- [PROBLEM REQUIREMENTS] Only the lines from the beginning of the data below through the line containing "is dropped from" belong in the response, each copied exactly.

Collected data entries
┏━━

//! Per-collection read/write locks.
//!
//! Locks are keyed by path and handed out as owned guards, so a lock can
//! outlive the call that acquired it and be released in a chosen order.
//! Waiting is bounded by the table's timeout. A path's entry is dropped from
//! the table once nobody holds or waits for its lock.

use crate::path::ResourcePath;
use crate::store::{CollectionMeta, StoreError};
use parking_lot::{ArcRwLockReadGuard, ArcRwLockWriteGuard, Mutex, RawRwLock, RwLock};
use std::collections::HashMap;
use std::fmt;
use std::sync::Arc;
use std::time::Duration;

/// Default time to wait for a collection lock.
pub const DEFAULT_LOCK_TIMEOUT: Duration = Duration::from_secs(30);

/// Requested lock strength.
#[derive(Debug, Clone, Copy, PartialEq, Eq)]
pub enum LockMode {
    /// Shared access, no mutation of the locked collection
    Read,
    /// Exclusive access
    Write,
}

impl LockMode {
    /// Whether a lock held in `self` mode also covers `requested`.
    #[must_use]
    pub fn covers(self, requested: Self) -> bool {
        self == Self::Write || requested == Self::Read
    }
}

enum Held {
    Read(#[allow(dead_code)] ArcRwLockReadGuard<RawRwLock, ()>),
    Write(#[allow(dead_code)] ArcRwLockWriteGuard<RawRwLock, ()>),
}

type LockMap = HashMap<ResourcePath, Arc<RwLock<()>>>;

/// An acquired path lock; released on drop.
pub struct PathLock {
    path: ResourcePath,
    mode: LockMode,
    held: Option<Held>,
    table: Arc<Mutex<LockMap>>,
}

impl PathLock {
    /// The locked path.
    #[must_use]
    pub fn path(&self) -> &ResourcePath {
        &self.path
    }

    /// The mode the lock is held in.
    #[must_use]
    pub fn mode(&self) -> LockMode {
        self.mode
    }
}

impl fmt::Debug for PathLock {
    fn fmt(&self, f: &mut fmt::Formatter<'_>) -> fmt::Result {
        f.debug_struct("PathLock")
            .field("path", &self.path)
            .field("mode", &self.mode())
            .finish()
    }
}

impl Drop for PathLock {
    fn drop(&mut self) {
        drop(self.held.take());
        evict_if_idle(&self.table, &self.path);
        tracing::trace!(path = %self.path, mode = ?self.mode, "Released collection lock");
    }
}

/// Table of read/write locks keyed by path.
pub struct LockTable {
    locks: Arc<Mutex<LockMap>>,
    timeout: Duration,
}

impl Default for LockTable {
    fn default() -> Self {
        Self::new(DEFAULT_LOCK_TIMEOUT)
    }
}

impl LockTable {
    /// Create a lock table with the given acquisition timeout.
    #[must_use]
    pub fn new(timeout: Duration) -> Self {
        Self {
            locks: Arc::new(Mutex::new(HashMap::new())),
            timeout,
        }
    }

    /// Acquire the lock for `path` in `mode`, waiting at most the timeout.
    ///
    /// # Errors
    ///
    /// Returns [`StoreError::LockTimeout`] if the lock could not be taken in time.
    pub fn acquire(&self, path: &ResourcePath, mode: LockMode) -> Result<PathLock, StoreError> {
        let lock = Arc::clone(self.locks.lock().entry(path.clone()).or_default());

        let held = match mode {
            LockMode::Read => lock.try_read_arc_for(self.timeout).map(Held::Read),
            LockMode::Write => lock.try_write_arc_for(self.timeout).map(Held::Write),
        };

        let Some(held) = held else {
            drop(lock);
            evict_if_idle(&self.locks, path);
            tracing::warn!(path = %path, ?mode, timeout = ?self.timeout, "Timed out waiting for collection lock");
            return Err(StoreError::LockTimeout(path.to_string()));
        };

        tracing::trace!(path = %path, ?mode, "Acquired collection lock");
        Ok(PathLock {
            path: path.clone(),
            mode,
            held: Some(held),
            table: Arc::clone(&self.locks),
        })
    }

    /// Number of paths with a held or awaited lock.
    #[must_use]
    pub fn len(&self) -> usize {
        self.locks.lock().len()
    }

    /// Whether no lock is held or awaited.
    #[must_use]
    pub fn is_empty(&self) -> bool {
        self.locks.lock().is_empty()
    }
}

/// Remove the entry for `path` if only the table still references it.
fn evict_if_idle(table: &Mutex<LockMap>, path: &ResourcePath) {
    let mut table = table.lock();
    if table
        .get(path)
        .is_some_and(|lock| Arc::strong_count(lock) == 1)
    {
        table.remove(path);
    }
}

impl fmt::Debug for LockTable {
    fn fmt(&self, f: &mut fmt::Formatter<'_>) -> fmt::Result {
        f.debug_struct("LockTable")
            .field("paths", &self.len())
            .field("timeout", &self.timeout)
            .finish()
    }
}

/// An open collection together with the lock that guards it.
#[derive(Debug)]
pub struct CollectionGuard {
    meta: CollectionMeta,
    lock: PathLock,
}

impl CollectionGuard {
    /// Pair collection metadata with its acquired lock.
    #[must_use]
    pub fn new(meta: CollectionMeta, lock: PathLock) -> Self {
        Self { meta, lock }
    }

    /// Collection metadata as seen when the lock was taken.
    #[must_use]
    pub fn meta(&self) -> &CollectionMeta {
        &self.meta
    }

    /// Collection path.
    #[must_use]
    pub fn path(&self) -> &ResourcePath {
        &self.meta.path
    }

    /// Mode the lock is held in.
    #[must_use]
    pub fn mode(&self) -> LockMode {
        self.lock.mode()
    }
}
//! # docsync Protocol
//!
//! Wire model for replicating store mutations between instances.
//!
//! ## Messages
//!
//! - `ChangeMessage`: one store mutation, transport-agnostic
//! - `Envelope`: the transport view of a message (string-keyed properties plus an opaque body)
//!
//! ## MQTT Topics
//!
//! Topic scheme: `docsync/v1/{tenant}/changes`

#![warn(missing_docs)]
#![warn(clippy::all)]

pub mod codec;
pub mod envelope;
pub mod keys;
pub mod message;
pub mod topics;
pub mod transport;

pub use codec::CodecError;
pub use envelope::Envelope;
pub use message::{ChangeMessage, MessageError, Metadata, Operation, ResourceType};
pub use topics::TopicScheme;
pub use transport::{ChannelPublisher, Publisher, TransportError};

┗━━

- [RESPONSE TO THE TASK]
//! Per-collection read/write locks.
//!
//! Locks are keyed by path and handed out as owned guards, so a lock can
//! outlive the call that acquired it and be released in a chosen order.
//! Waiting is bounded by the table's timeout. A path's entry is dropped from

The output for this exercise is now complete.